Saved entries
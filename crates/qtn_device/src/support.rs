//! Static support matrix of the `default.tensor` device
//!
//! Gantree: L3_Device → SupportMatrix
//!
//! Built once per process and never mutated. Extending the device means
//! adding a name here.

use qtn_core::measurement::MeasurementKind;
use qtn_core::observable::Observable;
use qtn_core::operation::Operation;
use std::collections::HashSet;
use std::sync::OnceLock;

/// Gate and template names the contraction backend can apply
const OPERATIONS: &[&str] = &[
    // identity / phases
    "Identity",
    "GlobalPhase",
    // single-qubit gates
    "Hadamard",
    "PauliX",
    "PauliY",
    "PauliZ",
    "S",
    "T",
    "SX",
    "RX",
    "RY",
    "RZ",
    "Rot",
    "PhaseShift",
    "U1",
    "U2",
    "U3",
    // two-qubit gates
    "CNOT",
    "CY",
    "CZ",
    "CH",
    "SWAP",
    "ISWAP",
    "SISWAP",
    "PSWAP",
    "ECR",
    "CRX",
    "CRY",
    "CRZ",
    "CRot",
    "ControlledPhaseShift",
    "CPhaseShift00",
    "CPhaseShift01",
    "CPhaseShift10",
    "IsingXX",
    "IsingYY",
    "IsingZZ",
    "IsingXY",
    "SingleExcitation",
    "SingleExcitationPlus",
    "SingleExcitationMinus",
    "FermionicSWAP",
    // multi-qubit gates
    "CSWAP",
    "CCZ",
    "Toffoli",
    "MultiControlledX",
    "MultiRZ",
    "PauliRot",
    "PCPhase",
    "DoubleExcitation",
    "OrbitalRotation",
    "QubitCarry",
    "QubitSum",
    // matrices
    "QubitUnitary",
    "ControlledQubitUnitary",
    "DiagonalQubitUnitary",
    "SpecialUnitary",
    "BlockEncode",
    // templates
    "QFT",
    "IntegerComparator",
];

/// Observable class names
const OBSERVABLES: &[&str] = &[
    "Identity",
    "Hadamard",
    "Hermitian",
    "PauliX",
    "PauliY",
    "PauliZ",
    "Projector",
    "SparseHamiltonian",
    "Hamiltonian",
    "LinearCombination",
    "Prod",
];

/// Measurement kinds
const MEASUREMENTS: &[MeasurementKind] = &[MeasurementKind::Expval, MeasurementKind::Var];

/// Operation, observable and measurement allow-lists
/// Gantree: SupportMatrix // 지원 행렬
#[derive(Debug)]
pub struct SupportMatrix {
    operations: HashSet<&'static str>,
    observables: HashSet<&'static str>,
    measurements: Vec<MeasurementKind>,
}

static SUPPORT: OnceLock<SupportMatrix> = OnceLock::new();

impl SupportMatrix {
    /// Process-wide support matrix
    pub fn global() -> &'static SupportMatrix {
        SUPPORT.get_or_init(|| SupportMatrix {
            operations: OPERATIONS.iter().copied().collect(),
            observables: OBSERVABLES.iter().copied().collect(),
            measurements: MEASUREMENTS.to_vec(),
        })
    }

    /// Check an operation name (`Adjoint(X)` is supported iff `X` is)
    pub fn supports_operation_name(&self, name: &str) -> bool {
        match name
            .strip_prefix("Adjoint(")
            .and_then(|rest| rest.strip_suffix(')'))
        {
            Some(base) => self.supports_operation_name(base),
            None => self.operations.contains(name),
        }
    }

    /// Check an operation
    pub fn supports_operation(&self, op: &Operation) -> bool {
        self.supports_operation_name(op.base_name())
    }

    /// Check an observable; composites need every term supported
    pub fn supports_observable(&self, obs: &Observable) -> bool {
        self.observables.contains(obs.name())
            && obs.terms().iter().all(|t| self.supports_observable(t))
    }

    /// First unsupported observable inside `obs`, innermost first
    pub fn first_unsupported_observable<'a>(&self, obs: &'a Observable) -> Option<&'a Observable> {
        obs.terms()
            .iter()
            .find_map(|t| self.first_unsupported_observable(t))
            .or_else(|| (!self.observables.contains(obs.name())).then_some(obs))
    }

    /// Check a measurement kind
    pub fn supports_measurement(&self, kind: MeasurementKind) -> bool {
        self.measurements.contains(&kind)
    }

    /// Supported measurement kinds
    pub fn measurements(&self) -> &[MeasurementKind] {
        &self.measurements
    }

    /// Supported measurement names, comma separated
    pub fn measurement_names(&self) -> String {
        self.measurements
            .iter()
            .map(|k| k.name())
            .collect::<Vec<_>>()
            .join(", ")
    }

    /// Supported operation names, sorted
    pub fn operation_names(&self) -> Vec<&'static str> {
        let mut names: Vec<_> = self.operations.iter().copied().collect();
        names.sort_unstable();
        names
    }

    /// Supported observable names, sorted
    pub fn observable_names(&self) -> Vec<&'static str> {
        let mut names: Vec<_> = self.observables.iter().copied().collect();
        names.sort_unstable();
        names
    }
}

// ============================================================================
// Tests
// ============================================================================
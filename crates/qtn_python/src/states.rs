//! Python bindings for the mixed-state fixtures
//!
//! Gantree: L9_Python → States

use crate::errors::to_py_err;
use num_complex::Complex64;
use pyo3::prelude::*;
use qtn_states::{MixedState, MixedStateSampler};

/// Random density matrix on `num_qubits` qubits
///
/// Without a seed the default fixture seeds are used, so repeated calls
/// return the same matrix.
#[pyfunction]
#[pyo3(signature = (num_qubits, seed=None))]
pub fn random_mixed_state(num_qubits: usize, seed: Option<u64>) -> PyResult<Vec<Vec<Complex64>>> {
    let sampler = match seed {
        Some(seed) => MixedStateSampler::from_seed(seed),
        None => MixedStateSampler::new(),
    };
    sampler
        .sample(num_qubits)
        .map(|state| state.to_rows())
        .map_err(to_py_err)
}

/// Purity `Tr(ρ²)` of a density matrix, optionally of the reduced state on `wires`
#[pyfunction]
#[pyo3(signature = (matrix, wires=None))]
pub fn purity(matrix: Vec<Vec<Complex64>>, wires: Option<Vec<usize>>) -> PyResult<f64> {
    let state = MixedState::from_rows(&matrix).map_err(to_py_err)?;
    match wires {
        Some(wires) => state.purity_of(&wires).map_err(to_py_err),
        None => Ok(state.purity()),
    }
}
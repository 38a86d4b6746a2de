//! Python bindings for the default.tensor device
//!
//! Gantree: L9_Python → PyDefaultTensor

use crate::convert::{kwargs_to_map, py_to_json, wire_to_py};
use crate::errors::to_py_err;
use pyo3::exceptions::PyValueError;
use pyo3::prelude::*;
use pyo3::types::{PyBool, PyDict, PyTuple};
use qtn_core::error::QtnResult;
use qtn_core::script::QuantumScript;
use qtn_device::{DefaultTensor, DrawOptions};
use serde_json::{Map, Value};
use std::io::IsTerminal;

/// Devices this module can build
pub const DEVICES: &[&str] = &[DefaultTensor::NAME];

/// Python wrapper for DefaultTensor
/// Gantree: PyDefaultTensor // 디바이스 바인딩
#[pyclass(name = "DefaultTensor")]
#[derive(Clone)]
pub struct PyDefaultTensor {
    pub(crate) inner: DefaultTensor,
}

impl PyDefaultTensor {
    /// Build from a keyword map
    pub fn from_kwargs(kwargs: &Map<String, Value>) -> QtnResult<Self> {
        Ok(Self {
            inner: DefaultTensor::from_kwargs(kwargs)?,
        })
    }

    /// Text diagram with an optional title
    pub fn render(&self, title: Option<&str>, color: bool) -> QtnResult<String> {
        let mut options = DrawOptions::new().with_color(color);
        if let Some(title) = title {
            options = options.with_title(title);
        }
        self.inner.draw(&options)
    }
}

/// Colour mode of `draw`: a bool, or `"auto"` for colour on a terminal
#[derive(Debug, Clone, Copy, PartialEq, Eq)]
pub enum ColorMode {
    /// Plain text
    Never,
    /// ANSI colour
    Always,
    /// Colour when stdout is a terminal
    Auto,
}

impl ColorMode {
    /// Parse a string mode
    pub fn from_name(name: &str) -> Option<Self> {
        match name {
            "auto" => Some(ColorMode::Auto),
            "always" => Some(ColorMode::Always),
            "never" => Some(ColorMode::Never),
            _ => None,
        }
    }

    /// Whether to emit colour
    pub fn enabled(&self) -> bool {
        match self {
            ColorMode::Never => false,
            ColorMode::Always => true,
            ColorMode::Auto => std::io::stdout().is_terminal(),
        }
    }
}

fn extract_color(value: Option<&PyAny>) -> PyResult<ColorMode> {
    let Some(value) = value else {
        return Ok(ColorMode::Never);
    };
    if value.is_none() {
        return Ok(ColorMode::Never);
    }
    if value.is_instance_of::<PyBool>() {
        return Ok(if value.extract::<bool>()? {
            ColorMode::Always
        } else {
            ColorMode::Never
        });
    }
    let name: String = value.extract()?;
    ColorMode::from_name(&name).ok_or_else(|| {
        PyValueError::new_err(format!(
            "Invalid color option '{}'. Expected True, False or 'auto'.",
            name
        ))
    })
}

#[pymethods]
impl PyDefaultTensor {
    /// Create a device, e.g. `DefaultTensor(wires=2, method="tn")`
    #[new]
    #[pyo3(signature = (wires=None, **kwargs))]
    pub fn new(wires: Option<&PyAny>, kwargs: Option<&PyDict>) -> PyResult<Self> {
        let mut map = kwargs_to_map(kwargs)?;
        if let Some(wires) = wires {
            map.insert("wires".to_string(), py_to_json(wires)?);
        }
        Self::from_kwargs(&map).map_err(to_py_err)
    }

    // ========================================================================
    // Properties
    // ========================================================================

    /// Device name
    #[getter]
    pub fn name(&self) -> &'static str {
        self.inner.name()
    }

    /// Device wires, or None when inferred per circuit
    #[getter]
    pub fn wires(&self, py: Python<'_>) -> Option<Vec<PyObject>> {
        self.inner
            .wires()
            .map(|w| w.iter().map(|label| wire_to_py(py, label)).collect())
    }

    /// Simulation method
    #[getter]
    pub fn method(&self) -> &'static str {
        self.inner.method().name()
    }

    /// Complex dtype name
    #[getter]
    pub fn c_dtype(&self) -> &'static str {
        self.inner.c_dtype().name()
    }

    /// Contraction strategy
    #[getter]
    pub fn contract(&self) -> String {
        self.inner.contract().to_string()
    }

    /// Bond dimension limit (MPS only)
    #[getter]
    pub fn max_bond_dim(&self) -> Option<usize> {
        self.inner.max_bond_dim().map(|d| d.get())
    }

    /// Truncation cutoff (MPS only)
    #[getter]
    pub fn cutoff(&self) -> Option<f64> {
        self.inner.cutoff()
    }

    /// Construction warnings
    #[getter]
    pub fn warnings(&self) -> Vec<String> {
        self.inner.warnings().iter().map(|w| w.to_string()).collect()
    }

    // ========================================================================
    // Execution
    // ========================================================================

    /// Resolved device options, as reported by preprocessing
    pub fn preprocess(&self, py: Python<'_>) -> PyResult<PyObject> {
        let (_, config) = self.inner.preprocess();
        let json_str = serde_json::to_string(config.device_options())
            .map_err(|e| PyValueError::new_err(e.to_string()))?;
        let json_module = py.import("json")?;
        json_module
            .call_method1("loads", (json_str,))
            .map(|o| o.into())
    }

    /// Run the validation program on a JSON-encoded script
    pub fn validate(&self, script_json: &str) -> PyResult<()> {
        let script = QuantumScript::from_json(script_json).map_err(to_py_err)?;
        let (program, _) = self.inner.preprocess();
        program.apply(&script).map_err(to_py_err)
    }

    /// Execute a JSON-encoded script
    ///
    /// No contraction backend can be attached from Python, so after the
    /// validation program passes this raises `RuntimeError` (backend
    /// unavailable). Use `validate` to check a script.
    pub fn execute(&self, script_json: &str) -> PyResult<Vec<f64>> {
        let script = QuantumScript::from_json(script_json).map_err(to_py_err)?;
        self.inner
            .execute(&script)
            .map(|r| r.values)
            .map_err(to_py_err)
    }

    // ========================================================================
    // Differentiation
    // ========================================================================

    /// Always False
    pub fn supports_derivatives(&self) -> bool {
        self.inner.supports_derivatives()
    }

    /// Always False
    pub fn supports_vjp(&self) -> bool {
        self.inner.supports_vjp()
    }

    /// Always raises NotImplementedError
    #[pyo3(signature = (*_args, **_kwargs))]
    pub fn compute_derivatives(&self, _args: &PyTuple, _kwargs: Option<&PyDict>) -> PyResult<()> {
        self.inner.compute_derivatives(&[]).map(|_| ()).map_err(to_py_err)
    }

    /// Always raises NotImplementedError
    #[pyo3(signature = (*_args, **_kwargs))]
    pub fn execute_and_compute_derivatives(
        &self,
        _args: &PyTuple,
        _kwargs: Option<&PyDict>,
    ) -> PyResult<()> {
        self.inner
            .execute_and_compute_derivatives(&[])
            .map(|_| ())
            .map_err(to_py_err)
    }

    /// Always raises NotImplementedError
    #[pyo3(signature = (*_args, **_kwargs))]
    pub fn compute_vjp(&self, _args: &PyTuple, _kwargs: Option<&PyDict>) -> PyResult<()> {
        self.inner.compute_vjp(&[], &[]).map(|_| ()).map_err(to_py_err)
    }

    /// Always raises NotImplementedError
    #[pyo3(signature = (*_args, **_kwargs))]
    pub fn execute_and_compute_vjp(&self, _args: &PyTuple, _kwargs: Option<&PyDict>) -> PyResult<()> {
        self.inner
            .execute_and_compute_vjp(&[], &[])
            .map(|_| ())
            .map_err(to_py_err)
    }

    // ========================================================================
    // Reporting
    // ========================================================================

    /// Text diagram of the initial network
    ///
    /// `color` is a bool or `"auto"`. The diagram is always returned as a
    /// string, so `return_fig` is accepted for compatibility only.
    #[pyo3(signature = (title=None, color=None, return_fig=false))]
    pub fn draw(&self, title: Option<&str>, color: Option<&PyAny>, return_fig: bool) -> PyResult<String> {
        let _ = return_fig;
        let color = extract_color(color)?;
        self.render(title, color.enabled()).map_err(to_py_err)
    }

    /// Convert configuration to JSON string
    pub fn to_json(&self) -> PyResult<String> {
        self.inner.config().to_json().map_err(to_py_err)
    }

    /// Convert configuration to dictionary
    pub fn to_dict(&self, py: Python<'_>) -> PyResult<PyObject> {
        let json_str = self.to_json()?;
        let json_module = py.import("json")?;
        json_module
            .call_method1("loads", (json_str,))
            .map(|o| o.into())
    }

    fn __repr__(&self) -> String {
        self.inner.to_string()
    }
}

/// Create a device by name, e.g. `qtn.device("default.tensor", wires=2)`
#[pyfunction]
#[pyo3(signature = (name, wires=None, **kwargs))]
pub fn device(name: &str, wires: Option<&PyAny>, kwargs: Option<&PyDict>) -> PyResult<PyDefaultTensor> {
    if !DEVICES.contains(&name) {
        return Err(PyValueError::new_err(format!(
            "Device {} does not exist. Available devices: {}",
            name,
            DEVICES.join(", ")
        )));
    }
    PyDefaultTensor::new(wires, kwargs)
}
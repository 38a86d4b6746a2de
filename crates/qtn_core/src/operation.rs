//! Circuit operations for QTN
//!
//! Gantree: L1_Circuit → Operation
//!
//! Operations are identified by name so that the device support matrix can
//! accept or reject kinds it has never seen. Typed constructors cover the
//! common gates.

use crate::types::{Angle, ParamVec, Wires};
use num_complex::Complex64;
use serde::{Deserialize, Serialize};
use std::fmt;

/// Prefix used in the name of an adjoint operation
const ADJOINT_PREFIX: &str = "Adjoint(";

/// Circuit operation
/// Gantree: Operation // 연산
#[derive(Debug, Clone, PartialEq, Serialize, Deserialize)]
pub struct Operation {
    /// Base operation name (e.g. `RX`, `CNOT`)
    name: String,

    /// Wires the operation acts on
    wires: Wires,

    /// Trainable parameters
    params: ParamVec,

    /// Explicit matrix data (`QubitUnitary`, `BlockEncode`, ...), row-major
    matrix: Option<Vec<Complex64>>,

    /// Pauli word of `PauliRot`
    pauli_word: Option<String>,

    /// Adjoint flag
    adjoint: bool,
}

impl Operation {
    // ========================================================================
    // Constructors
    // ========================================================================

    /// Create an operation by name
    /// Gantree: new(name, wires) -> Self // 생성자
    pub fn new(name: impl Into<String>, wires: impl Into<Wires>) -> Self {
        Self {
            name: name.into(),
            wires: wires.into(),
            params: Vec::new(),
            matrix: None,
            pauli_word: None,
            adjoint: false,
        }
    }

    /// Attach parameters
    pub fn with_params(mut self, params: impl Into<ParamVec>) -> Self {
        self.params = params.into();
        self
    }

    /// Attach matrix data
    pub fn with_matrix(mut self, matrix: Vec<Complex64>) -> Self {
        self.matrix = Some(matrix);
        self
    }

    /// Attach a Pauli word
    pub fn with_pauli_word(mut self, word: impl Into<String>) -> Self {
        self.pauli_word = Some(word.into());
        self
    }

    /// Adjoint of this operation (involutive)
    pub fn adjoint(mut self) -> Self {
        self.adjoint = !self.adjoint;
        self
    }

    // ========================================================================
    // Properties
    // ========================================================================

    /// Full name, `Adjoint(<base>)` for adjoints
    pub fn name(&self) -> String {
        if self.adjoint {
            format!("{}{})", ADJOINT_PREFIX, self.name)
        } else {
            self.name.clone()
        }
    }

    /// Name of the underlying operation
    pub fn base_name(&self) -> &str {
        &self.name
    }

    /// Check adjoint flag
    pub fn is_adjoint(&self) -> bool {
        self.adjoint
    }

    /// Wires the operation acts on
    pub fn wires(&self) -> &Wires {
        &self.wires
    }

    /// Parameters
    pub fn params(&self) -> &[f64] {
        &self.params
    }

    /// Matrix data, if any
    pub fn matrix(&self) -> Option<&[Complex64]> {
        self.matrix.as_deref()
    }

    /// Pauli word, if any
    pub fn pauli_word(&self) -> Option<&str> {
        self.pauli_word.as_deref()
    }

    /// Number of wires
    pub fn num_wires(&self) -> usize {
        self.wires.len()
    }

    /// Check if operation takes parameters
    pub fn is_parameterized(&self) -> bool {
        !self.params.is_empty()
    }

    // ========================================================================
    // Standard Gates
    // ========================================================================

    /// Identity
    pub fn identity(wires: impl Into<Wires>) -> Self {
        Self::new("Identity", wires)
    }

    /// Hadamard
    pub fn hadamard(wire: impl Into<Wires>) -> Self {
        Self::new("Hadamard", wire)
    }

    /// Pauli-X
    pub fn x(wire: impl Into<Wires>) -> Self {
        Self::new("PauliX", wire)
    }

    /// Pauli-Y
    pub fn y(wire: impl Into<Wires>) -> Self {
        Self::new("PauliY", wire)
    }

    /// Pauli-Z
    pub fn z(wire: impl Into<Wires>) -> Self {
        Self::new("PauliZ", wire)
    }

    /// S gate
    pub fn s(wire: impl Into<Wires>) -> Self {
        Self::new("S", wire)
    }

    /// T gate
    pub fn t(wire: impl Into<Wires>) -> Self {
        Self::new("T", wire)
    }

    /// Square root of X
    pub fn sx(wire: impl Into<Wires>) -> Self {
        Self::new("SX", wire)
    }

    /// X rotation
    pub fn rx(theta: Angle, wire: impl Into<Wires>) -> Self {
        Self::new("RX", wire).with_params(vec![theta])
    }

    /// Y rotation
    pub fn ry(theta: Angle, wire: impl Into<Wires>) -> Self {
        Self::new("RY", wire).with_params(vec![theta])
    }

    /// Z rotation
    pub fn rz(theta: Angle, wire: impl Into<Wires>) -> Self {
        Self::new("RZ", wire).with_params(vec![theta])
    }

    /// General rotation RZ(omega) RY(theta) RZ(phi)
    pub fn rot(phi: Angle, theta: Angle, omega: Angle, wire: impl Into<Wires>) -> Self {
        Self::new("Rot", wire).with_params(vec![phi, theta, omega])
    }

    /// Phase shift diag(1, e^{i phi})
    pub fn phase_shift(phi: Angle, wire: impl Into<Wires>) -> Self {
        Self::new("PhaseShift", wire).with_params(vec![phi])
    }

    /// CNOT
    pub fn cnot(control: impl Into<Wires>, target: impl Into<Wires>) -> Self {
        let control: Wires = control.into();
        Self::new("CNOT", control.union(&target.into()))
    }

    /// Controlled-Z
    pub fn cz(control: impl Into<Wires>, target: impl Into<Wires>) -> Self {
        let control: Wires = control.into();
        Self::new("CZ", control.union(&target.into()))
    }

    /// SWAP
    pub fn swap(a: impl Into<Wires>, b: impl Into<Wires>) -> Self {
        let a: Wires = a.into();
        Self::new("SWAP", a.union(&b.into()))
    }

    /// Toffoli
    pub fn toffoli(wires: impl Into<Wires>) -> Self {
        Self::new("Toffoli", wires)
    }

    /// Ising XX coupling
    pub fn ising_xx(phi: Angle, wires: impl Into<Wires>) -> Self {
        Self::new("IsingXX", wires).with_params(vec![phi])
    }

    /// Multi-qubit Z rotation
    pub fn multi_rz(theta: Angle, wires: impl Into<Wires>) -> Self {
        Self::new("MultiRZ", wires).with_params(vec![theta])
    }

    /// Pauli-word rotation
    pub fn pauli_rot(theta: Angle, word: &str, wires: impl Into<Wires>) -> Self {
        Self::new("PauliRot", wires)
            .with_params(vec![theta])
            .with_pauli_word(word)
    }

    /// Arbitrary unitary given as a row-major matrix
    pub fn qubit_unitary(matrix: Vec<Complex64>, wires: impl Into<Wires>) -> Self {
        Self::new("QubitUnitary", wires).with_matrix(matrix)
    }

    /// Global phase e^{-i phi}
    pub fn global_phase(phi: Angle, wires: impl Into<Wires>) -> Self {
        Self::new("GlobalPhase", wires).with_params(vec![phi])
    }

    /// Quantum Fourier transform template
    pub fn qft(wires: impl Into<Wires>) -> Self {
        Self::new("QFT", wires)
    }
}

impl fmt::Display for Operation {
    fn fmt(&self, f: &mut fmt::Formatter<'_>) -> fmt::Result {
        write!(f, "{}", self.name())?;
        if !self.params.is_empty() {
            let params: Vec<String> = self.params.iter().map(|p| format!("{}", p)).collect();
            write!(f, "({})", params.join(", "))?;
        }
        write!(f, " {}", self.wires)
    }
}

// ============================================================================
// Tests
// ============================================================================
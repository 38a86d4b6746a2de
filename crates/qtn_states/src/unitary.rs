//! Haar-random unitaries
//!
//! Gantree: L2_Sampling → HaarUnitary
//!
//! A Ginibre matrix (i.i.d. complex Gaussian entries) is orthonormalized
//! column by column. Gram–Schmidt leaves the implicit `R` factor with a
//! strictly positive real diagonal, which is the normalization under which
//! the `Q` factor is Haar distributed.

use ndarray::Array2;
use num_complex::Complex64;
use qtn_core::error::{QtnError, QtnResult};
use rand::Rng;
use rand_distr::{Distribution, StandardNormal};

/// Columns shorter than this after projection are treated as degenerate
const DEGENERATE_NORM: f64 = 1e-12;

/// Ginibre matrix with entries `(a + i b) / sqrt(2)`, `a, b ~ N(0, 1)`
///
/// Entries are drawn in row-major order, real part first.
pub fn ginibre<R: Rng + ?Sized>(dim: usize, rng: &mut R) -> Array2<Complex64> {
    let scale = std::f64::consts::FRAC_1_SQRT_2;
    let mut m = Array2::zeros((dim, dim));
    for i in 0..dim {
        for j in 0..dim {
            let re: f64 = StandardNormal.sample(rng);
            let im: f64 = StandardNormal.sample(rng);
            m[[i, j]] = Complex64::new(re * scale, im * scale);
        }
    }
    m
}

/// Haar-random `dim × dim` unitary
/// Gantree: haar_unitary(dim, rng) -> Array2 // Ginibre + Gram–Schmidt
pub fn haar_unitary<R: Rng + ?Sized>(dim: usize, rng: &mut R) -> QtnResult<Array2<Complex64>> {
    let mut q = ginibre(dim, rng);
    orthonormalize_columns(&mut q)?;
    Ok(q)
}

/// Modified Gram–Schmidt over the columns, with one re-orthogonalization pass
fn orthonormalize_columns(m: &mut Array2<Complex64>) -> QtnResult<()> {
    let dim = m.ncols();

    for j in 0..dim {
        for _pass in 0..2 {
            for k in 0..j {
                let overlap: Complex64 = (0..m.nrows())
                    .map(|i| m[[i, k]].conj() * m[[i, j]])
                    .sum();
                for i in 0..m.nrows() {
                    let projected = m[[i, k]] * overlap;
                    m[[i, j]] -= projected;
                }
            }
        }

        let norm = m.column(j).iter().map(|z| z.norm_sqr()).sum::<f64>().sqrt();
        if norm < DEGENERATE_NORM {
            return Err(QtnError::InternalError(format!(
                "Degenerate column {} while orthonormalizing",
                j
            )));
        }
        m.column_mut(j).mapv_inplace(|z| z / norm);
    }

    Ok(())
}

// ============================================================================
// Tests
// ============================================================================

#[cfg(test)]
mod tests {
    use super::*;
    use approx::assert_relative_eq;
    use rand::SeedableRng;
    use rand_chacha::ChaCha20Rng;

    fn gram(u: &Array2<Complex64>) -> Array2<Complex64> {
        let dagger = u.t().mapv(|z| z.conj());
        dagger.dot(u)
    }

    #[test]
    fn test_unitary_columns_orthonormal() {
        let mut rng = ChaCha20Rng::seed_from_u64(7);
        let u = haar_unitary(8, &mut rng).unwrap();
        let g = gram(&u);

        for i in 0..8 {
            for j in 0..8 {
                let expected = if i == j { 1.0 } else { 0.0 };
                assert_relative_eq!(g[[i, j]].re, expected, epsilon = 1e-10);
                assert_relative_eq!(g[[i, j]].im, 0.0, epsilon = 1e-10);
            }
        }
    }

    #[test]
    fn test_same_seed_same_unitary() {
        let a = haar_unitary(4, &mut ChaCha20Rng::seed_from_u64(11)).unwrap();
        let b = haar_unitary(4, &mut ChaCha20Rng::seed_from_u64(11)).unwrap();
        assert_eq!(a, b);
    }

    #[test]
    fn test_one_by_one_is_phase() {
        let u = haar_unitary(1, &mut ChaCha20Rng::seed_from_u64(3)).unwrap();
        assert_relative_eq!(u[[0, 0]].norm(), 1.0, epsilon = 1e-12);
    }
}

**What you should do**
Copy, exactly and only, the lines above that begin with the one containing "Multi-qubit Z rotation" and finish with the one containing "pub fn pauli_rot(theta: Angle, word: &str, wires: impl".

**Task output**
    /// Multi-qubit Z rotation
    pub fn multi_rz(theta: Angle, wires: impl Into<Wires>) -> Self {
        Self::new("MultiRZ", wires).with_params(vec![theta])
    }

    /// Pauli-word rotation
    pub fn pauli_rot(theta: Angle, word: &str, wires: impl Into<Wires>) -> Self {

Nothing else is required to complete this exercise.